The one major issue that’s come about is people judging us on his food choices. At this point in his journey, our multitude of doctors have told us, “If he’ll eat it, feed it to him” in a quest for maximum caloric intake. We offer him a wide variety of options at home, with lots of healthy, nutrient dense choices, but he’s 3. At neighborhood BBQs or family events, someone always makes a comment about his diet of mostly chips or hot dogs or whatever. My parents and siblings know the story, but we kept it quiet otherwise. At a recent event, one mom, a self-proclaimed nutritional guru (she holds no degrees, medical or otherwise), would not let it go that I was feeding my child processed food, telling me that I was killing him with every Cheeto I let him eat. In not so many words, I told her he’s my kid and ultimately it’s his choice what he eats and she needed to back off. Needless to say, she didn’t like that, said some unkind things, and swore to everyone in earshot I’m a horrible mother. I’m not proud, but I gave her a one-finger salute as I walked away.
At this point in our journey, every mouthful and every calorie is a victory and a step toward him being a healthy adult someday. I hated most vegetables as a kid too, and now I’m a healthy, fit 35-year-old who routinely manages to balance brussels sprouts and cupcakes. I guess I’m just wondering if we should share his story more to avoid judgment, or just tell people to mind their own p’s and q’s.

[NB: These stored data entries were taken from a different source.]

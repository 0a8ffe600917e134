//! Purchase Errors
//!
//! Everything a purchase can end with, and how each failure reaches the
//! user.

use crate::external::account::AccountError;
use crate::external::catalog::CatalogError;
use crate::external::gateway::GatewayError;
use crate::external::notifier::{Notice, NoticeKind};
use crate::fairness::verify::FairnessError;
use crate::purchase::types::{Amount, PaymentId, PurchaseId};
use crate::reveal::machine::RevealError;
use crate::settlement::poller::ExpiryReason;

/// Purchase failures.
#[derive(Debug, Clone, PartialEq, Eq, thiserror::Error)]
pub enum PurchaseError {
    /// Gateway refused or failed to create the payment.
    #[error("payment creation failed: {0}")]
    PaymentCreationFailed(GatewayError),

    /// Payment expired before approval.
    #[error("payment expired: {reason}")]
    SettlementTimeout {
        /// Local deadline or provider report.
        reason: ExpiryReason,
    },

    /// Provider cancelled the payment.
    #[error("payment cancelled by provider")]
    SettlementCancelled,

    /// Draw arrived for another payment.
    #[error("draw for payment {got} arrived for payment {expected}")]
    DrawMismatch {
        /// Purchase's payment.
        expected: PaymentId,
        /// Payment named by the draw.
        got: PaymentId,
    },

    /// Provider approved a different amount than was charged for.
    #[error("provider approved {approved}, expected {expected}")]
    AmountMismatch {
        /// Payment amount.
        expected: Amount,
        /// Amount in the approval report.
        approved: Amount,
    },

    /// Draw does not match its commitment.
    #[error("draw failed fairness verification: {0}")]
    FairnessVerificationFailed(FairnessError),

    /// Box listing could not be loaded.
    #[error("catalog unavailable: {0}")]
    CatalogUnavailable(CatalogError),

    /// Balance write failed.
    #[error("account update failed: {0}")]
    AccountUpdateFailed(AccountError),

    /// Reveal session refused the transition.
    #[error("reveal refused: {0}")]
    InvalidTransition(RevealError),
}

impl PurchaseError {
    /// Can the user simply try again?
    pub fn is_recoverable(&self) -> bool {
        matches!(
            self,
            Self::PaymentCreationFailed(_)
                | Self::SettlementTimeout { .. }
                | Self::SettlementCancelled
                | Self::CatalogUnavailable(_)
        )
    }

    /// How the failure is presented.
    ///
    /// Integrity failures must be acknowledged; the rest are dismissible.
    pub fn notice_kind(&self) -> NoticeKind {
        match self {
            Self::DrawMismatch { .. }
            | Self::AmountMismatch { .. }
            | Self::FairnessVerificationFailed(_) => NoticeKind::AcknowledgementRequired,
            other => NoticeKind::Dismissible {
                retry: other.is_recoverable(),
            },
        }
    }

    /// User notice for a purchase.
    pub fn notice(&self, purchase_id: PurchaseId) -> Notice {
        let message = match self {
            Self::SettlementTimeout { .. } => "Payment expired before it was confirmed. You were not charged.".to_string(),
            Self::SettlementCancelled => "Payment was cancelled. You were not charged.".to_string(),
            Self::DrawMismatch { .. } | Self::FairnessVerificationFailed(_) => {
                format!("We could not verify this draw ({}). Please contact support.", self)
            }
            Self::AmountMismatch { .. } => {
                format!("We could not confirm this payment ({}). Please contact support.", self)
            }
            other => other.to_string(),
        };

        Notice {
            purchase_id,
            kind: self.notice_kind(),
            message,
        }
    }
}

impl From<RevealError> for PurchaseError {
    fn from(err: RevealError) -> Self {
        match err {
            RevealError::DrawMismatch { expected, got } => Self::DrawMismatch { expected, got },
            other => Self::InvalidTransition(other),
        }
    }
}

impl From<FairnessError> for PurchaseError {
    fn from(err: FairnessError) -> Self {
        Self::FairnessVerificationFailed(err)
    }
}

We live in a small town with a tight-knit group of neighbors, so the story would spread fast.
—Cheetos Are the (Current) Answer
Dear Cheetos,
I’m trying to imagine what it would even feel like to possess the confidence of someone commenting on the diet of a child they barely know. Truly world-class audacity, when minding your own business is right there, and free! I’m sorry you’re dealing with this, and after the failure to thrive diagnosis and a year of medical anxiety. (Also, why would anyone be shocked to see a kid eating a hot dog and chips at a neighborhood BBQ??)
It’s really your call whether and how much to say about your child’s medical history. Rude/nosy acquaintances and strangers never inspire me to be especially forthcoming—it’s not my job to educate them, they don’t really deserve personal details, and I’d rather not prolong our conversation. With your extended family or trusted friends—people you have some level of trust for, who know and really care about your child—it might make sense to share a bit more if you want to. You can ask them to keep the information confidential, or within the family at least, if you’re concerned for your son’s privacy.

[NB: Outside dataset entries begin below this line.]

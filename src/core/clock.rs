//! Wall Clock
//!
//! All pipeline timestamps are absolute (`DateTime<Utc>`), so the poller
//! and the countdown display agree on what "now" means.

use chrono::{DateTime, Utc};

/// Source of absolute timestamps.
pub trait Clock: Send + Sync {
    /// Current wall-clock time.
    fn now(&self) -> DateTime<Utc>;
}

/// System wall clock.
#[derive(Debug, Clone, Copy, Default)]
pub struct SystemClock;

impl Clock for SystemClock {
    fn now(&self) -> DateTime<Utc> {
        Utc::now()
    }
}

/// Wall clock advanced by tokio's monotonic clock.
///
/// Anchored to a fixed wall time at construction. Under a paused tokio
/// runtime it moves only when tokio time advances, which makes deadline
/// arithmetic exact in tests.
#[derive(Debug, Clone)]
pub struct TokioClock {
    anchor: DateTime<Utc>,
    origin: tokio::time::Instant,
}

impl TokioClock {
    /// Anchor at the current system time.
    pub fn new() -> Self {
        Self::anchored_at(Utc::now())
    }

    /// Anchor at a given wall time.
    pub fn anchored_at(anchor: DateTime<Utc>) -> Self {
        Self {
            anchor,
            origin: tokio::time::Instant::now(),
        }
    }
}

impl Default for TokioClock {
    fn default() -> Self {
        Self::new()
    }
}

impl Clock for TokioClock {
    fn now(&self) -> DateTime<Utc> {
        let elapsed = self.origin.elapsed();
        match chrono::Duration::from_std(elapsed) {
            Ok(delta) => self.anchor + delta,
            Err(_) => self.anchor,
        }
    }
}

On balance, it’s probably not going to be worth it to tell the whole story every time, even if it would feel satisfying to shame the judgy. You shouldn’t have to reveal personal or painful details in order to get them to shut up. And there is significant overlap between those who will subject you to their unsolicited parenting advice and those who can’t keep potentially sensitive information to themselves, so anything you say about your son’s health would surely make the rounds. If you want to allude to “medical reasons” or some vague, general gestures like that in the hope of avoiding additional judgment, you certainly can. But to be honest, I also like that you just told that woman to back off with no preamble—the important takeaway for her and others like her is not why your son eats the food he does, but the fact that what he eats isn’t something they need to comment on.